- [Exercise objective] Once you find the line containing "fn default() ->" in the data below, copy it and each following line exactly, up to and including the line containing "let pct = current", and nothing else.

- [Dataset entries]
****************
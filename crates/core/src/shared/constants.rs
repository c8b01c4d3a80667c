/// Directory name used under the platform config dir.
pub const APP_DIR_NAME: &str = "Framekeep";
pub const CONFIG_FILE_NAME: &str = "config.json";

pub const DEFAULT_OUTPUT_DIR: &str = "processed_videos";
/// Publish directory used when the platform has no Downloads folder.
pub const FALLBACK_PUBLISH_DIR: &str = "published";

pub const VIDEO_EXTENSIONS: &[&str] = &["mp4"];

/// Ordered encoder candidates: (identifier, description).
pub const ENCODER_CANDIDATES: &[(&str, &str)] = &[
    ("mp4v", "MP4V - MPEG-4 Part 2"),
    ("XVID", "XVID - Xvid MPEG-4"),
    ("MJPG", "MJPG - Motion JPEG"),
    ("X264", "X264 - H.264"),
    ("avc1", "AVC1 - H.264 variant"),
];

/// Frame rate used to open the encoder when the sink cannot know the source rate.
pub const DEFAULT_OUTPUT_FPS: f64 = 30.0;
/// Rate reported by frame sources whose container carries no usable rate.
pub const DEFAULT_FALLBACK_FPS: f64 = 60.0;

pub const PROGRESS_LOG_EVERY: usize = 30;
pub const SAVED_LOG_EVERY: usize = 100;
pub const AUDIT_DISPLAY_WINDOW: usize = 20;

pub const DISPLAY_WIDTH: u32 = 960;
pub const DISPLAY_HEIGHT: u32 = 540;

/// Suffix tokens for the local and published artifacts.
pub const LOCAL_ARTIFACT_TAG: &str = "processed";
pub const PUBLISHED_ARTIFACT_TAG: &str = "PROCESSED";
pub const ARTIFACT_TIMESTAMP_FORMAT: &str = "%Y%m%d_%H%M%S";
pub const AUDIT_TIMESTAMP_FORMAT: &str = "%H:%M:%S%.3f";
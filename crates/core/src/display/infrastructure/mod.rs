pub mod image_preview_display;
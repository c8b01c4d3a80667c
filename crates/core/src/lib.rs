pub mod display;
pub mod output;
pub mod pipeline;
pub mod shared;
use std::time::Instant;

/// Cross-cutting reporter for session events.
///
/// Decouples the session runner from specific output mechanisms (stdout,
/// log crate, tests) so each caller can observe a session without changing
/// the orchestration code.
pub trait SessionLogger: Send {
    /// Report frame-level progress. `total` is 0 when the length is unknown.
    fn progress(&mut self, current: usize, total: usize);

    /// Log a human-readable status message.
    fn info(&mut self, message: &str);

    /// Log a problem that did not stop the session.
    fn warn(&mut self, message: &str);

    /// Emit a titled block of report lines.
    fn report(&mut self, title: &str, lines: &[String]);

    /// Emit an end-of-session summary. Default: no-op.
    fn summary(&self) {}
}

/// Silent logger that discards all events.
pub struct NullSessionLogger;

impl SessionLogger for NullSessionLogger {
    fn progress(&mut self, _current: usize, _total: usize) {}
    fn info(&mut self, _message: &str) {}
    fn warn(&mut self, _message: &str) {}
    fn report(&mut self, _title: &str, _lines: &[String]) {}
}

/// CLI-oriented logger backed by the `log` facade.
///
/// Progress output is throttled to every `throttle_frames` frames.
/// Messages and report blocks are kept for the closing summary.
pub struct LogSessionLogger {
    throttle_frames: usize,
    start_time: Instant,
    frames: usize,
    messages: Vec<String>,
    warnings: Vec<String>,
}

impl LogSessionLogger {
    pub fn new(throttle_frames: usize) -> Self {
        Self {
            throttle_frames: throttle_frames.max(1),
            start_time: Instant::now(),
            frames: 0,
            messages: Vec::new(),
            warnings: Vec::new(),
        }
    }

    pub fn messages(&self) -> &[String] {
        &self.messages
    }

    pub fn warnings(&self) -> &[String] {
        &self.warnings
    }

    /// Returns the formatted summary string, or `None` if nothing happened.
    pub fn summary_string(&self) -> Option<String> {
        if self.frames == 0 && self.messages.is_empty() && self.warnings.is_empty() {
            return None;
        }
        let elapsed = self.start_time.elapsed().as_secs_f64();
        let mut lines = vec![format!(
            "Session summary ({} frames, {elapsed:.1}s total):",
            self.frames
        )];
        if self.frames > 0 && elapsed > 0.0 {
            lines.push(format!(
                "  Throughput: {:.1} fps",
                self.frames as f64 / elapsed
            ));
        }
        lines.push(format!("  Warnings: {}", self.warnings.len()));
        Some(lines.join("\n"))
    }
}

impl Default for LogSessionLogger {
    fn default() -> Self {
        Self::new(30)
    }
}

impl SessionLogger for LogSessionLogger {
    fn progress(&mut self, current: usize, total: usize) {
        self.frames = self.frames.max(current);
        if current % self.throttle_frames != 0 && current != total {
            return;
        }
        if total > 0 {
            let pct = current as f64 / total as f64 * 100.0;
            log::info!("Processing: {current}/{total} frames ({pct:.1}%)");
        } else {
            log::info!("Processing: {current} frames");
        }
    }

    fn info(&mut self, message: &str) {
        self.messages.push(message.to_string());
        log::info!("{message}");
    }

    fn warn(&mut self, message: &str) {
        self.warnings.push(message.to_string());
        log::warn!("{message}");
    }

    fn report(&mut self, title: &str, lines: &[String]) {
        let mut block = vec![title.to_string()];
        block.extend(lines.iter().map(|l| format!("  {l}")));
        let text = block.join("\n");
        log::info!("\n\n{text}");
        self.messages.push(text);
    }

    fn summary(&self) {
        if let Some(text) = self.summary_string() {
            log::info!("\n\n{text}");
        }
    }
}

#[cfg(test)]
mod tests {
    use super::*;

    #[test]
    fn test_null_logger_all_methods_are_noop() {
        let mut logger = NullSessionLogger;
        logger.progress(1, 10);
        logger.info("hello");
        logger.warn("careful");
        logger.report("Title", &["line".to_string()]);
        logger.summary();
    }

    #[test]
    fn test_info_stores_messages() {
        let mut logger = LogSessionLogger::new(10);
        logger.info("hello world");
        assert_eq!(logger.messages(), ["hello world"]);
    }

    #[test]
    fn test_warn_is_kept_apart() {
        let mut logger = LogSessionLogger::new(10);
        logger.warn("publish failed");
        assert!(logger.messages().is_empty());
        assert_eq!(logger.warnings(), ["publish failed"]);
    }

    #[test]
    fn test_report_block_indents_lines() {
        let mut logger = LogSessionLogger::new(10);
        logger.report("Output", &["Frames written: 3".to_string()]);
        assert_eq!(logger.messages()[0], "Output\n  Frames written: 3");
    }

    #[test]
    fn test_progress_tracks_frames() {
        let mut logger = LogSessionLogger::new(10);
        for i in 1..=25 {
            logger.progress(i, 0);
        }
        assert_eq!(logger.frames, 25);
    }

    #[test]
    fn test_empty_summary_returns_none() {
        let logger = LogSessionLogger::new(10);
        assert!(logger.summary_string().is_none());
    }

    #[test]
    fn test_summary_counts_warnings() {
        let mut logger = LogSessionLogger::new(10);
        logger.progress(5, 5);
        logger.warn("one");
        let summary = logger.summary_string().unwrap();
        assert!(summary.contains("Session summary (5 frames"));
        assert!(summary.contains("Warnings: 1"));
    }

    #[test]
    fn test_default_throttle() {
        let logger = LogSessionLogger::default();
        assert_eq!(logger.throttle_frames, 30);
    }
}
****************
- [Exercise solution]
    fn default() -> Self {
        Self::new(30)
    }
}

impl SessionLogger for LogSessionLogger {
    fn progress(&mut self, current: usize, total: usize) {
        self.frames = self.frames.max(current);
        if current % self.throttle_frames != 0 && current != total {
            return;
        }
        if total > 0 {
            let pct = current as f64 / total as f64 * 100.0;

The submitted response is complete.